The Order's priority is for greater understanding," Harry countered. "For greater knowledge of Mother Magic—"

"Which brings with it greater control, does it not?"

"Well... yes." Harry had to laugh. "I should know better than to argue with a politician."

"We're not arguing, Harry. We're just talking." Dumbledore shifted his weight, settling in comfortably. "Perhaps the real difference between the Order and the Alliance lies only in their orientation; where the Order gains power through understanding, the Alliance gains understanding through power. This is the true reason the Alliance have always been more powerful than the Order. Alastor and his followers fear the Dark Arts so much they cut themselves off from the most important aspect of life: passion. Of any kind. They don't even allow themselves to love."

_Except for me _, Harry thought of the loving woman he saw as his soulmate, waiting for him back at the home they shared. _But then, I've never been exactly the perfect member of the Order, no matter what Sirius says. _

"The Alliance does not fear the Dark Arts. The Alliance have no fear. They embrace the whole spectrum of experience, from the heights of transcendent joy to the depths of hatred and despair. Beings have these emotions for a reason, Harry. That is why Gellert was so powerful: he was not afraid to _feel _."

"Grindelwald's followers rely on passion for strength," Harry said, "but when that passion runs dry, what's left?"

"Perhaps nothing. Perhaps a great deal. Perhaps it never runs dry at all. Who can say they know exactly the power of love?"

"They think inward, only about themselves."

"...And the Order doesn't?"

"The Order is selfless—we erase the self, to join with the flow of Mother Magic. We care only about others..."

Dumbledore again gave him that smile of gentle wisdom. "Or so you've been conditioned to believe.
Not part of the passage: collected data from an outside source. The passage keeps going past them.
//! Energy budget calculator: BMR, TDEE and macro targets from profile attributes.
//!
//! Everything here is pure arithmetic over validated input and has no
//! knowledge of storage or HTTP.

mod budget;
mod profile;

pub use budget::{EnergyBudget, MacroTargets};
pub use profile::{ActivityLevel, BudgetError, Gender, Goal, Profile, ProfileDraft};
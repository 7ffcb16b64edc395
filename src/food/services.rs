use time::{macros::format_description, Date, OffsetDateTime};

use super::{
    dto::{AddFoodRequest, DayTotals, FoodLogDay},
    repo::NewFoodEntry,
    repo_types::{FoodEntry, MealSlot},
};
use crate::error::{AppError, AppResult};

/// Calendar day requested by the client, today (UTC) by default.
pub fn parse_day(raw: Option<&str>, now: OffsetDateTime) -> AppResult<Date> {
    match raw.map(str::trim).filter(|s| !s.is_empty()) {
        None => Ok(now.date()),
        Some(s) => Date::parse(s, format_description!("[year]-[month]-[day]"))
            .map_err(|_| AppError::Validation(format!("Invalid date: {s}, expected YYYY-MM-DD"))),
    }
}

pub fn format_day(day: Date) -> String {
    day.format(format_description!("[year]-[month]-[day]")).unwrap_or_else(|_| day.to_string())
}

fn non_negative(field: &str, v: Option<f64>) -> AppResult<f64> {
    match v {
        None => Ok(0.0),
        Some(x) if x.is_finite() && x >= 0.0 => Ok(x),
        Some(_) => Err(AppError::Validation(format!("{field} must be a non-negative number"))),
    }
}

pub fn validate_new_entry(req: &AddFoodRequest) -> AppResult<NewFoodEntry<'_>> {
    let missing = || AppError::Validation("Missing required fields".into());
    let meal = req.meal.ok_or_else(missing)?;
    let name = req
        .name
        .as_deref()
        .map(str::trim)
        .filter(|n| !n.is_empty())
        .ok_or_else(missing)?;
    let calories = req.calories.ok_or_else(missing)?;
    Ok(NewFoodEntry {
        meal,
        name,
        calories: non_negative("calories", Some(calories))?,
        carbs: non_negative("carbs", req.carbs)?,
        protein: non_negative("protein", req.protein)?,
        fat: non_negative("fat", req.fat)?,
    })
}

/// Splits one day's entries by meal and sums them.
pub fn group_day(entries: Vec<FoodEntry>) -> (FoodLogDay, DayTotals) {
    let mut day = FoodLogDay::default();
    let mut totals = DayTotals::default();
    for e in entries {
        totals.calories += e.calories;
        totals.carbs += e.carbs;
        totals.protein += e.protein;
        totals.fat += e.fat;
        match e.meal {
            MealSlot::Breakfast => day.breakfast.push(e),
            MealSlot::Lunch => day.lunch.push(e),
            MealSlot::Dinner => day.dinner.push(e),
            MealSlot::Snacks => day.snacks.push(e),
        }
    }
    (day, totals)
}
use serde::{Deserialize, Serialize};

use super::repo_types::Exercise;

#[derive(Debug, Deserialize)]
#[serde(rename_all = "camelCase")]
pub struct CreateExerciseRequest {
    pub exercise_name: Option<String>,
    pub duration: Option<f64>,
    pub calories_burned: Option<f64>,
    #[serde(rename = "MET")]
    pub met: Option<f64>,
}

#[derive(Debug, Deserialize)]
#[serde(rename_all = "camelCase")]
pub struct UpdateExerciseRequest {
    pub exercise_name: Option<String>,
    pub duration: Option<f64>,
    pub calories_burned: Option<f64>,
}

#[derive(Debug, Serialize)]
#[serde(rename_all = "camelCase")]
pub struct CreatedExerciseResponse {
    pub message: &'static str,
    pub saved_exercise: Exercise,
    #[serde(rename = "updatedTDEE")]
    pub updated_tdee: Option<f64>,
}

#[derive(Debug, Deserialize)]
pub struct LookupQuery {
    pub activity: String,
    pub duration: Option<f64>,
}
use axum::{
    extract::{rejection::JsonRejection, rejection::QueryRejection, Path, Query, State},
    http::StatusCode,
    routing::{delete, get},
    Json, Router,
};
use time::{Duration, OffsetDateTime};
use tracing::{info, instrument};
use uuid::Uuid;

use super::{
    dto::{AddFoodRequest, FoodEntryResponse, FoodLogQuery, FoodLogResponse},
    repo,
    repo_types::{FoodEntry, MealSlot},
    services::{format_day, group_day, parse_day, validate_new_entry},
};
use crate::{
    auth::AuthUser,
    error::{AppError, AppResult},
    state::AppState,
};

pub fn food_routes() -> Router<AppState> {
    Router::new()
        .route("/user/food-log", get(get_food_log).post(add_food))
        .route("/user/food-log/:meal/:food_id", delete(delete_food))
}

#[instrument(skip(state))]
pub async fn get_food_log(
    State(state): State<AppState>,
    AuthUser(user_id): AuthUser,
    query: Result<Query<FoodLogQuery>, QueryRejection>,
) -> AppResult<Json<FoodLogResponse>> {
    let Query(query) = query?;
    let day = parse_day(query.date.as_deref(), OffsetDateTime::now_utc())?;
    let from = day.midnight().assume_utc();
    let rows = repo::list_between(&state.db, user_id, from, from + Duration::days(1)).await?;
    let entries = rows
        .into_iter()
        .map(FoodEntry::try_from)
        .collect::<anyhow::Result<Vec<_>>>()?;

    let (food_log, totals) = group_day(entries);
    Ok(Json(FoodLogResponse {
        date: format_day(day),
        food_log,
        totals,
    }))
}

#[instrument(skip(state, payload))]
pub async fn add_food(
    State(state): State<AppState>,
    AuthUser(user_id): AuthUser,
    payload: Result<Json<AddFoodRequest>, JsonRejection>,
) -> AppResult<(StatusCode, Json<FoodEntryResponse>)> {
    let Json(payload) = payload?;
    let new_entry = validate_new_entry(&payload)?;
    let row = repo::insert(&state.db, user_id, &new_entry).await?;
    let entry = FoodEntry::try_from(row)?;

    info!(%user_id, meal = %entry.meal, calories = entry.calories, "food logged");
    Ok((
        StatusCode::CREATED,
        Json(FoodEntryResponse {
            message: "Food added",
            entry,
        }),
    ))
}

#[instrument(skip(state))]
pub async fn delete_food(
    State(state): State<AppState>,
    AuthUser(user_id): AuthUser,
    Path((meal, food_id)): Path<(MealSlot, Uuid)>,
) -> AppResult<Json<serde_json::Value>> {
    if !repo::delete(&state.db, user_id, meal, food_id).await? {
        return Err(AppError::NotFound("Food entry"));
    }
    Ok(Json(serde_json::json!({ "message": "Food deleted" })))
}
I hear the voice of Sirius Black and Alastor Moody in your answers, Harry. What do you _actually _believe?"

Harry suddenly found the Fae theatre a great deal more interesting than Dumbledore's face. "I... don't know anymore."

"It is said that if one could ever entirely comprehend a single grain of sand—really, truly understand everything about it—one would, at the same time, entirely comprehend the universe. Who's to say that one of Grindelwald's followers, by looking inward, sees less than Alastor Moody does by looking out?"

"Alastor—Alastor Moody is a good man. _That's _the difference. I don't care _who _sees _what _."

"What the Order is," Dumbledore said gently, "is a group of very powerful beings you consider to be your comrades. And you are loyal to your friends; I have known that for as long as I have known you, and I admire you for it. But are your friends truly loyal to _you _?"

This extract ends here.